**PROMPT:** How many of the lines below contain "RawHit"? Reply with only that figure.

Collected data entries

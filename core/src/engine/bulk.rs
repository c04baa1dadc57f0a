//! Newline-delimited bulk indexing bodies: an action line followed by the
//! document source, one pair per document.

use super::document_id;
use crate::error::TransportError;
use serde_json::{json, Value};

pub const DEFAULT_DOCTYPE: &str = "_doc";

#[derive(Debug, Clone, PartialEq)]
pub struct BulkItem {
    pub index: String,
    pub doctype: String,
    pub id: String,
    pub source: Value,
}

pub fn encode(index: &str, doctype: &str, docs: &[Value]) -> Result<String, TransportError> {
    let mut body = String::new();
    for doc in docs {
        let id = document_id(doc)
            .ok_or_else(|| TransportError::Rejected(format!("document has no usable id: {doc}")))?;
        let action = json!({ "index": { "_index": index, "_type": doctype, "_id": id } });
        body.push_str(&action.to_string());
        body.push('\n');
        body.push_str(&serde_json::to_string(doc)?);
        body.push('\n');
    }
    Ok(body)
}

pub fn decode(body: &str) -> Result<Vec<BulkItem>, TransportError> {
    let mut lines = body.lines().filter(|l| !l.trim().is_empty());
    let mut items = Vec::new();
    while let Some(line) = lines.next() {
        let action: Value = serde_json::from_str(line)?;
        let meta = action
            .get("index")
            .or_else(|| action.get("create"))
            .ok_or_else(|| TransportError::Rejected(format!("unsupported bulk action: {line}")))?;
        let source_line = lines
            .next()
            .ok_or_else(|| TransportError::Rejected("bulk body ends after an action".into()))?;
        let source: Value = serde_json::from_str(source_line)?;
        if !source.is_object() {
            return Err(TransportError::Rejected(format!("bulk source is not an object: {source_line}")));
        }
        let index = meta
            .get("_index")
            .and_then(Value::as_str)
            .ok_or_else(|| TransportError::Rejected(format!("bulk action has no _index: {line}")))?;
        let doctype = meta.get("_type").and_then(Value::as_str).unwrap_or(DEFAULT_DOCTYPE);
        let id = match meta.get("_id").and_then(Value::as_str) {
            Some(id) => id.to_string(),
            None => document_id(&source)
                .ok_or_else(|| TransportError::Rejected(format!("bulk action has no _id: {line}")))?,
        };
        items.push(BulkItem { index: index.to_string(), doctype: doctype.to_string(), id, source });
    }
    Ok(items)
}
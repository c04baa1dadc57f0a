use crate::error::{Error, Result};
use serde::{Deserialize, Serialize};
use std::path::Path;

pub const DEFAULT_URL: &str = "http://localhost:9200";
pub const DEFAULT_TIMEOUT_SECS: u64 = 5;

/// Where the engine lives and what to target by default.
#[derive(Debug, Clone, PartialEq, Eq, Serialize, Deserialize)]
#[serde(default)]
pub struct EngineConfig {
    pub url: String,
    pub timeout_secs: u64,
    pub index: Option<String>,
    pub doctype: Option<String>,
}

impl Default for EngineConfig {
    fn default() -> Self {
        Self { url: DEFAULT_URL.to_string(), timeout_secs: DEFAULT_TIMEOUT_SECS, index: None, doctype: None }
    }
}

impl EngineConfig {
    /// Defaults overridden by `SEARCHKIT_URL`, `SEARCHKIT_TIMEOUT_SECS`,
    /// `SEARCHKIT_INDEX` and `SEARCHKIT_DOCTYPE`.
    pub fn from_env() -> Result<Self> {
        Self::from_lookup(|key| std::env::var(key).ok())
    }

    /// Reads a JSON file; missing keys keep their defaults.
    pub fn from_file(path: impl AsRef<Path>) -> Result<Self> {
        let path = path.as_ref();
        let text = std::fs::read_to_string(path)
            .map_err(|e| Error::Configuration(format!("cannot read {}: {e}", path.display())))?;
        let config: Self = serde_json::from_str(&text)
            .map_err(|e| Error::Configuration(format!("cannot parse {}: {e}", path.display())))?;
        config.validate()?;
        Ok(config)
    }

    fn from_lookup(lookup: impl Fn(&str) -> Option<String>) -> Result<Self> {
        let mut config = Self::default();
        if let Some(url) = lookup("SEARCHKIT_URL") {
            config.url = url;
        }
        if let Some(timeout) = lookup("SEARCHKIT_TIMEOUT_SECS") {
            config.timeout_secs = timeout
                .trim()
                .parse()
                .map_err(|_| Error::Configuration(format!("SEARCHKIT_TIMEOUT_SECS is not a number: {timeout}")))?;
        }
        config.index = lookup("SEARCHKIT_INDEX").filter(|s| !s.is_empty()).or(config.index);
        config.doctype = lookup("SEARCHKIT_DOCTYPE").filter(|s| !s.is_empty()).or(config.doctype);
        config.validate()?;
        Ok(config)
    }

    pub fn validate(&self) -> Result<()> {
        if self.url.trim().is_empty() {
            return Err(Error::Configuration("engine url is empty".into()));
        }
        if self.timeout_secs == 0 {
            return Err(Error::Configuration("timeout must be at least one second".into()));
        }
        Ok(())
    }
}
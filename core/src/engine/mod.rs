//! The execution-engine boundary and its adapters.

pub mod bulk;
pub mod http;
pub mod memory;

use crate::document::CompiledDocument;
use crate::error::TransportError;
use crate::results::RawHit;
use serde::{Deserialize, Serialize};
use serde_json::Value;

/// The indexes and doctypes a query runs against. Empty lists mean "all".
#[derive(Debug, Clone, PartialEq, Eq, Default)]
pub struct SearchTarget {
    pub indexes: Vec<String>,
    pub doctypes: Vec<String>,
}

impl SearchTarget {
    pub fn new(indexes: Vec<String>, doctypes: Vec<String>) -> Self {
        Self { indexes, doctypes }
    }

    pub fn includes_index(&self, index: &str) -> bool {
        self.indexes.is_empty() || self.indexes.iter().any(|i| i == index)
    }

    pub fn includes_doctype(&self, doctype: &str) -> bool {
        self.doctypes.is_empty() || self.doctypes.iter().any(|d| d == doctype)
    }
}

#[derive(Debug, Clone, PartialEq, Serialize, Deserialize)]
#[serde(untagged)]
pub enum Total {
    Count(u64),
    Detailed {
        value: u64,
        #[serde(default)]
        relation: String,
    },
}

impl Total {
    pub fn value(&self) -> u64 {
        match self {
            Total::Count(value) | Total::Detailed { value, .. } => *value,
        }
    }
}

impl Default for Total {
    fn default() -> Self {
        Total::Count(0)
    }
}

#[derive(Debug, Clone, PartialEq, Default, Serialize, Deserialize)]
pub struct HitsEnvelope {
    #[serde(default)]
    pub total: Total,
    #[serde(default)]
    pub max_score: Option<f64>,
    #[serde(default)]
    pub hits: Vec<RawHit>,
}

/// A search response in the engine's wire shape.
#[derive(Debug, Clone, PartialEq, Default, Serialize, Deserialize)]
pub struct EngineResponse {
    #[serde(default)]
    pub took: u64,
    #[serde(default)]
    pub timed_out: bool,
    #[serde(default)]
    pub hits: HitsEnvelope,
}

/// Runs compiled documents. Implementations block until the engine answers and
/// report failures as [`TransportError`] without retrying.
pub trait SearchEngine: Send + Sync {
    fn search(&self, target: &SearchTarget, document: &CompiledDocument) -> Result<EngineResponse, TransportError>;
}

/// Index management used to prepare data for searching.
pub trait IndexAdmin: Send + Sync {
    fn create_index(&self, index: &str) -> Result<(), TransportError>;

    /// Stores `docs` under `index`/`doctype`, using each document's `id` field
    /// as its engine id. Returns the number stored.
    fn index_documents(&self, index: &str, doctype: &str, docs: &[Value]) -> Result<usize, TransportError>;

    /// Makes previously indexed documents visible to searches.
    fn refresh(&self, index: &str) -> Result<(), TransportError>;

    fn delete_index(&self, index: &str) -> Result<(), TransportError>;
}

/// The engine id for a document: its `id` field rendered as a string.
pub fn document_id(doc: &Value) -> Option<String> {
    match doc.get("id")? {
        Value::String(id) if !id.is_empty() => Some(id.clone()),
        Value::Number(id) => Some(id.to_string()),
        _ => None,
    }
}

**RESPONSE TO THIS TASK:** 2